Namun keinginannya ditentang oleh ayahnya. Neil bersikukuh, sehingga
akhirnya ayahnya memutuskan untuk memindahkan Neil dari Welton dan
memasukkannya ke sekolah militer. Neil yang tidak mau menerima akhirnya
memutuskan untuk mengakhiri hidupnya dengan menembakkan pistol ke
kepalanya. Kejadian ini menghebohkan dan membuat gusar seluruh orangtua
murid. Para orang tua murid mendesak sekolah untuk bertanggung jawab.
Karena didesak, akhirnya sekolah mencari kambing hitam. Kambing
hitamnya adalah Keating. Guru yang dianggap nyeleneh ini didakwa
mempengaruhi para siswa untuk melakukan pemberontakan. Penghianat
selalu ada dalam kasus seperti ini. Cammeron menjadi penghianat yang
membocorkan mengenai Dead Poets Society demi menyelamatkan diri. Para
anggota Dead Poets Society didesak untuk menandatangani pernyataan yang
menyalahkan Keating. Keating berhasil dikeluarkan dari welton, namun
Keating juga berhasil menjadikan murid-muridnya menjadi orang-orang
yang berpikiran merdeka dan berani menentukan mana yang benar dan mana
yang salah. Keating berhasil memberikan 'pendidikan' dalam arti yang
sesungguhnya. Di akhir cerita, ketika Keating hendak meninggalkan
kelas, para muridnya berani berdiri di atas meja beramai-ramai di depan
mata kepala sekolahnya.”
Sekolah berasrama Welton (Welton College) mungkin tak ubahnya
Pesantren. Lembaga pendidikan yang telah lama ada di bumi nusantara
sejak beberapa abad yang lampau, khususnya di pulau Jawa. Gambaran umum
tentang Pesantren dapat dibaca dalam tulisan Abdurrahman Wahid,
“Pesantren Sebagai Subkultur”, “Tradisi Pesantren,”-nya Dzamahsyari
Dhofier dan KH. Saefuddin Dzuhri dalam “Guruku Orang-orang Pesantren”.
Secara ringkas, Pesantren merupakan tempat para santri tinggal
(mondok), untuk menimba ilmu dari sang guru (Kiai). Orang-orang
pesantren sudah teramat biasa hidup dalam aturan-aturan yang ketat,
batasan-batasan pergaulan yang dilandaskan pada keyakinan agama. Itulah
mengapa para santri sering menyebut Pesantren sebagai ‘penjara suci’.

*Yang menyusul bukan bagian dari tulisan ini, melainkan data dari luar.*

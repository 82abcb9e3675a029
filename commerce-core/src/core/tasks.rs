//! Background Task Management
//!
//! Registration, panic capture, and graceful shutdown for the crate's
//! long-running tasks (currently the abandoned-reservation sweep).

use futures::FutureExt;
use std::fmt;
use std::panic::AssertUnwindSafe;
use tokio::task::JoinHandle;
use tokio_util::sync::CancellationToken;

#[derive(Debug, Clone, Copy, PartialEq, Eq)]
pub enum TaskKind {
    /// Long-lived background worker
    Worker,
    /// Fixed-interval task
    Periodic,
}

impl fmt::Display for TaskKind {
    fn fmt(&self, f: &mut fmt::Formatter<'_>) -> fmt::Result {
        match self {
            TaskKind::Worker => write!(f, "Worker"),
            TaskKind::Periodic => write!(f, "Periodic"),
        }
    }
}

struct RegisteredTask {
    name: &'static str,
    kind: TaskKind,
    handle: JoinHandle<()>,
}

/// Owns every spawned background task and the shutdown token they watch
pub struct BackgroundTasks {
    tasks: Vec<RegisteredTask>,
    shutdown: CancellationToken,
}

impl BackgroundTasks {
    pub fn new() -> Self {
        Self {
            tasks: Vec::new(),
            shutdown: CancellationToken::new(),
        }
    }

    /// Token tasks should select on to observe shutdown
    pub fn shutdown_token(&self) -> CancellationToken {
        self.shutdown.clone()
    }

    /// Register and start a task. Panics inside the task are caught and
    /// logged rather than taking the runtime down.
    pub fn spawn<F>(&mut self, name: &'static str, kind: TaskKind, future: F)
    where
        F: std::future::Future<Output = ()> + Send + 'static,
    {
        let wrapped = async move {
            let result: Result<(), Box<dyn std::any::Any + Send>> =
                AssertUnwindSafe(future).catch_unwind().await;
            if let Err(panic_info) = result {
                let panic_msg: String = if let Some(s) = panic_info.downcast_ref::<&str>() {
                    (*s).to_string()
                } else if let Some(s) = panic_info.downcast_ref::<String>() {
                    s.clone()
                } else {
                    "Unknown panic".to_string()
                };
                tracing::error!(task = %name, kind = %kind, panic = %panic_msg, "Background task panicked");
            }
        };

        let handle = tokio::spawn(wrapped);
        tracing::debug!(task = %name, kind = %kind, "Registered background task");
        self.tasks.push(RegisteredTask { name, kind, handle });
    }

    pub fn len(&self) -> usize {
        self.tasks.len()
    }

    pub fn is_empty(&self) -> bool {
        self.tasks.is_empty()
    }

    /// Number of tasks that have exited when they should still be running
    pub fn check_health(&self) -> usize {
        let mut failed = 0;
        for task in &self.tasks {
            if task.handle.is_finished() {
                tracing::error!(task = %task.name, kind = %task.kind, "Background task exited unexpectedly");
                failed += 1;
            }
        }
        failed
    }

    /// Cancel every task and wait for it to finish
    pub async fn shutdown(self) {
        tracing::info!("Shutting down {} background tasks", self.tasks.len());
        self.shutdown.cancel();
        for task in self.tasks {
            match task.handle.await {
                Ok(()) => tracing::debug!(task = %task.name, "Task completed"),
                Err(e) if e.is_cancelled() => tracing::debug!(task = %task.name, "Task cancelled"),
                Err(e) => tracing::error!(task = %task.name, error = ?e, "Task panicked"),
            }
        }
        tracing::info!("All background tasks stopped");
    }
}

impl Default for BackgroundTasks {
    fn default() -> Self {
        Self::new()
    }
}

#[cfg(test)]
mod tests {
    use super::*;
    use std::time::Duration;

    #[tokio::test]
    async fn shutdown_cancels_workers() {
        let mut tasks = BackgroundTasks::new();
        let token = tasks.shutdown_token();
        tasks.spawn("waiter", TaskKind::Worker, async move {
            token.cancelled().await;
        });
        assert_eq!(tasks.len(), 1);
        tasks.shutdown().await;
    }

    #[tokio::test]
    async fn panics_are_captured() {
        let mut tasks = BackgroundTasks::new();
        tasks.spawn("boom", TaskKind::Worker, async {
            panic!("boom");
        });
        tokio::time::sleep(Duration::from_millis(50)).await;
        assert_eq!(tasks.check_health(), 1);
        tasks.shutdown().await;
    }
}
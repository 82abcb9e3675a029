//! Refund Calculator
//!
//! Computes the refund breakdown for a return request. The result is
//! frozen into the request at creation and never recomputed, even if the
//! order changes afterwards. Ratios are business constants with no stated
//! derivation; they live in [`RefundPolicy`] rather than in the code.

use crate::money;
use rust_decimal::prelude::*;
use shared::models::{Order, RefundBreakdown, ReturnLine};

/// Tunable refund ratios
#[derive(Debug, Clone, Copy)]
pub struct RefundPolicy {
    /// Share of the prorated shipping fee deducted on a partial return
    pub shipping_clawback_ratio: Decimal,
    /// Share of the returned subtotal deducted as handling cost
    pub restocking_fee_ratio: Decimal,
    /// Return ratio at or above which the return counts as full and no
    /// shipping is clawed back
    pub full_return_threshold: Decimal,
}

impl Default for RefundPolicy {
    fn default() -> Self {
        Self {
            shipping_clawback_ratio: Decimal::new(50, 2),
            restocking_fee_ratio: Decimal::new(5, 2),
            full_return_threshold: Decimal::new(95, 2),
        }
    }
}

/// Compute the breakdown for returning `lines` out of `order`.
///
/// The discount the buyer received on the returned goods is added back
/// proportionally, so a partial return does not silently strip the
/// discount from the kept items. `total_refund` is clamped at zero.
pub fn compute(policy: &RefundPolicy, order: &Order, lines: &[ReturnLine]) -> RefundBreakdown {
    let order_quantity = order.total_quantity();
    let returned_quantity: i64 = lines.iter().map(|l| l.quantity).sum();
    let returned_lines_subtotal: i64 = lines.iter().map(|l| l.unit_price * l.quantity).sum();

    let ratio = if order_quantity > 0 {
        Decimal::from(returned_quantity) / Decimal::from(order_quantity)
    } else {
        Decimal::ZERO
    };
    let full_return = ratio >= policy.full_return_threshold;

    let proportional_discount =
        money::prorate(order.discount_amount, returned_lines_subtotal, order.subtotal);

    let shipping_deduction = if full_return {
        0
    } else {
        money::round_units(
            Decimal::from(order.shipping_fee) * ratio * policy.shipping_clawback_ratio,
        )
    };

    let restocking_fee = money::apply_ratio(returned_lines_subtotal, policy.restocking_fee_ratio);

    let total_refund = (returned_lines_subtotal + proportional_discount
        - shipping_deduction
        - restocking_fee)
        .max(0);

    RefundBreakdown {
        order_quantity,
        returned_quantity,
        return_ratio: ratio.to_f64().unwrap_or(0.0),
        returned_lines_subtotal,
        proportional_discount,
        shipping_deduction,
        restocking_fee,
        full_return,
        total_refund,
    }
}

Film DPS menjadi cermin yang cukup muqtadhal hal (kontekstual) untuk
melihat bagaimana jalan pembebasan –sebagaimana ditunjukkan film ini--
sastra itu berlangsung. Dinamisme, kegairahan, kegembiraan anak-anak
muda, pencarian dan usaha keras –seperti ditunjukkan oleh komunitas
Matapena—dalam merumuskan eksistensi mereka tampak begitu meyakinkan.
DPS harus saya anggap sebagai film terbaik untuk melihat bagaimana
sastra menemukan rumahnya. Sebuah tontonan bernilai sastra dan
inspiring dalam menatap dunia Pesantren kita dewasa ini.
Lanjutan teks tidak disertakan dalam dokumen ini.